Look below and pull out each line with the word "binary".

DATA TO PROCESS Start Marker

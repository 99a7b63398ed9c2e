//! Library side of the `chartkit` binary: logging setup, schema loading and
//! output rendering.

pub mod config;
pub mod logging;
pub mod summary;
pub mod types;
//! Field-level numeric coercion.

use chartkit_model::{FieldValue, RawRow, TypedRecord};

/// Coerces one raw cell.
///
/// - blank (empty or whitespace) -> `Text("")`
/// - trimmed text that fully parses as a finite decimal -> `Number`
/// - anything else -> the original, untrimmed text
pub fn coerce_value(raw: &str) -> FieldValue {
    let trimmed = raw.trim();
    if trimmed.is_empty() {
        return FieldValue::Text(String::new());
    }
    match parse_decimal(trimmed) {
        Some(number) => FieldValue::Number(number),
        None => FieldValue::Text(raw.to_string()),
    }
}

/// Coerces every field of a row, keeping the column order and key set.
pub fn coerce_row(row: &RawRow) -> TypedRecord {
    let mut record = TypedRecord::with_capacity(row.len());
    for (name, value) in row.iter() {
        record.push(name, coerce_value(value));
    }
    record
}

/// Parses a whole string as a finite decimal number.
///
/// Rejects hex/binary forms, digit separators and the `inf`/`nan` spellings
/// that `f64::from_str` would otherwise accept.
fn parse_decimal(text: &str) -> Option<f64> {
    if !text
        .bytes()
        .all(|b| b.is_ascii_digit() || matches!(b, b'+' | b'-' | b'.' | b'e' | b'E'))
    {
        return None;
    }
    text.parse::<f64>().ok().filter(|value| value.is_finite())
}
//! End-to-end tests: raw rows through preparation into every view.

use chartkit_model::{RawRow, RawTable, SeriesPoint, UNKNOWN_KEY, ViewKind};
use chartkit_transform::{
    TransformError, ViewTable, prepare_records, select_all, select_series,
};

const COLUMNS: [&str; 5] = ["Brand", "Year", "Price", "BodyType", "Car/Suv"];

fn table(rows: &[[&str; 5]]) -> RawTable {
    let columns = COLUMNS.iter().map(|c| (*c).to_string()).collect();
    let rows = rows
        .iter()
        .map(|values| {
            COLUMNS
                .iter()
                .copied()
                .zip(values.iter().copied())
                .collect::<RawRow>()
        })
        .collect();
    RawTable::with_rows(columns, rows)
}

fn series(rows: &[[&str; 5]], kind: ViewKind) -> Vec<SeriesPoint> {
    let records = prepare_records(&table(rows)).unwrap();
    select_series(&records, kind, &ViewTable::default()).unwrap()
}

fn names(points: &[SeriesPoint]) -> Vec<&str> {
    points.iter().map(|point| point.name.as_str()).collect()
}

#[test]
fn test_category_average_end_to_end() {
    let points = series(
        &[
            ["Toyota", "2019", "20,000", "SUV", ""],
            ["Toyota", "2020", "22,000", "SUV", ""],
            ["Ford", "2019", "15,000", "Ute", ""],
            ["", "", "", "", ""],
        ],
        ViewKind::ByCategoryAverage,
    );
    assert_eq!(
        points,
        vec![
            SeriesPoint::new("Toyota", 21000.0).with_count(2),
            SeriesPoint::new("Ford", 15000.0).with_count(1),
        ]
    );
}

#[test]
fn test_average_is_rounded_mean() {
    let points = series(
        &[
            ["A", "2019", "100", "", ""],
            ["A", "2019", "200", "", ""],
            ["A", "2019", "301", "", ""],
        ],
        ViewKind::ByCategoryAverage,
    );
    assert_eq!(points, vec![SeriesPoint::new("A", 200.0).with_count(3)]);
}

#[test]
fn test_category_average_truncates_to_ten_with_stable_ties() {
    let prices = [
        ("k01", "500"),
        ("k02", "900"),
        ("k03", "100"),
        ("k04", "700"),
        ("k05", "700"),
        ("k06", "300"),
        ("k07", "800"),
        ("k08", "200"),
        ("k09", "600"),
        ("k10", "400"),
        ("k11", "700"),
        ("k12", "150"),
    ];
    let rows: Vec<[&str; 5]> = prices
        .iter()
        .map(|(brand, price)| [*brand, "2020", *price, "", ""])
        .collect();
    let points = series(&rows, ViewKind::ByCategoryAverage);
    assert_eq!(points.len(), 10);
    assert_eq!(
        names(&points),
        vec!["k02", "k07", "k04", "k05", "k11", "k09", "k01", "k10", "k06", "k08"]
    );
}

#[test]
fn test_equal_values_keep_first_seen_order_when_truncated() {
    let brands = [
        "b12", "b11", "b10", "b09", "b08", "b07", "b06", "b05", "b04", "b03", "b02", "b01",
    ];
    let rows: Vec<[&str; 5]> = brands.iter().map(|b| [*b, "2020", "100", "", ""]).collect();
    let points = series(&rows, ViewKind::ByCategoryAverage);
    assert_eq!(names(&points), brands[..10].to_vec());
}

#[test]
fn test_unknown_category_kept_in_average_view() {
    let points = series(
        &[
            ["", "2019", "1000", "", ""],
            ["Kia", "2019", "500", "", ""],
        ],
        ViewKind::ByCategoryAverage,
    );
    assert_eq!(names(&points), vec![UNKNOWN_KEY, "Kia"]);
}

#[test]
fn test_unpriced_group_is_dropped_from_average_view() {
    let points = series(
        &[
            ["Holden", "2019", "POA", "", ""],
            ["Kia", "2019", "500", "", ""],
        ],
        ViewKind::ByCategoryAverage,
    );
    assert_eq!(names(&points), vec!["Kia"]);
}

#[test]
fn test_time_view_excludes_unknown_and_sorts_lexicographically() {
    let points = series(
        &[
            ["Kia", "2021", "300", "", ""],
            ["Kia", "", "999", "", ""],
            ["Kia", "2019", "100", "", ""],
            ["Kia", "2021", "500", "", ""],
            ["Kia", "-", "999", "", ""],
        ],
        ViewKind::ByTimeAverage,
    );
    assert_eq!(
        points,
        vec![
            SeriesPoint::new("2019", 100.0).with_count(1),
            SeriesPoint::new("2021", 400.0).with_count(2),
        ]
    );
}

#[test]
fn test_distribution_uses_fallback_and_skips_placeholders() {
    let points = series(
        &[
            ["Kia", "2019", "1", "SUV", ""],
            ["Kia", "2019", "1", "", "SUV"],
            ["Kia", "2019", "1", "Sedan", ""],
            ["Kia", "2019", "1", "-", "Ute"],
            ["Kia", "2019", "1", "", "-"],
            ["Kia", "2019", "1", "", ""],
        ],
        ViewKind::BySecondaryCategoryDistribution,
    );
    assert_eq!(
        points,
        vec![
            SeriesPoint::new("SUV", 2.0),
            SeriesPoint::new("Sedan", 1.0),
            SeriesPoint::new(UNKNOWN_KEY, 1.0),
        ]
    );
}

#[test]
fn test_distribution_counts_missing_body_type_as_unknown() {
    let points = series(
        &[
            ["Kia", "2019", "1", "SUV", ""],
            ["Kia", "2019", "1", "", ""],
            ["Kia", "2019", "1", "  ", ""],
        ],
        ViewKind::BySecondaryCategoryDistribution,
    );
    assert_eq!(
        points,
        vec![SeriesPoint::new(UNKNOWN_KEY, 2.0), SeriesPoint::new("SUV", 1.0)]
    );
}

#[test]
fn test_average_view_never_emits_non_finite_values() {
    let points = series(
        &[
            ["A", "2019", "1e308", "", ""],
            ["A", "2019", "1e308", "", ""],
            ["B", "2019", "500", "", ""],
        ],
        ViewKind::ByCategoryAverage,
    );
    assert_eq!(points, vec![SeriesPoint::new("B", 500.0).with_count(1)]);
}

#[test]
fn test_distribution_limit() {
    let bodies = ["a", "b", "c", "d", "e", "f", "g", "h", "i", "j"];
    let rows: Vec<[&str; 5]> = bodies.iter().map(|b| ["Kia", "2019", "1", *b, ""]).collect();
    let points = series(&rows, ViewKind::BySecondaryCategoryDistribution);
    assert_eq!(names(&points), vec!["a", "b", "c", "d", "e", "f", "g", "h"]);
}

#[test]
fn test_frequency_excludes_unknown() {
    let points = series(
        &[
            ["Kia", "2019", "", "", ""],
            ["", "2019", "", "", ""],
            ["Audi", "2019", "", "", ""],
            ["Kia", "2019", "", "", ""],
            ["", "2019", "", "", ""],
            ["", "2019", "", "", ""],
        ],
        ViewKind::ByCategoryFrequency,
    );
    assert_eq!(
        points,
        vec![SeriesPoint::new("Kia", 2.0), SeriesPoint::new("Audi", 1.0)]
    );
}

#[test]
fn test_empty_input_yields_empty_series() {
    let table = ViewTable::default();
    for kind in ViewKind::ALL {
        assert!(select_series(&[], kind, &table).unwrap().is_empty());
    }
    let all = select_all(&[], &table);
    assert_eq!(all.len(), ViewKind::ALL.len());
    assert!(all.iter().all(|(_, points)| points.is_empty()));
}

#[test]
fn test_structural_violation_is_reported() {
    let mut raw = table(&[["Kia", "2019", "1", "", ""]]);
    raw.push_row([("Brand", "Kia"), ("Colour", "Red")].into_iter().collect());
    assert!(matches!(
        prepare_records(&raw),
        Err(TransformError::Structure(_))
    ));
}

#[test]
fn test_missing_policy_is_reported() {
    let table = table_without_frequency();
    assert_eq!(
        select_series(&[], ViewKind::ByCategoryFrequency, &table),
        Err(TransformError::ViewNotConfigured(ViewKind::ByCategoryFrequency))
    );
}

fn table_without_frequency() -> ViewTable {
    ViewTable::from_specs(
        chartkit_transform::VIEW_SPECS
            .iter()
            .filter(|spec| spec.kind != ViewKind::ByCategoryFrequency),
        &chartkit_model::DatasetSchema::default(),
    )
}

#[test]
fn test_select_is_repeatable() {
    let records = prepare_records(&table(&[["Kia", "2019", "100", "SUV", ""]])).unwrap();
    let table = ViewTable::default();
    let first = select_series(&records, ViewKind::ByCategoryAverage, &table).unwrap();
    let second = select_series(&records, ViewKind::ByCategoryAverage, &table).unwrap();
    assert_eq!(first, second);
}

DATA TO PROCESS End Marker

◆ PROBLEM SOLUTION
//! Library side of the `chartkit` binary: logging setup, schema loading and
/// Rejects hex/binary forms, digit separators and the `inf`/`nan` spellings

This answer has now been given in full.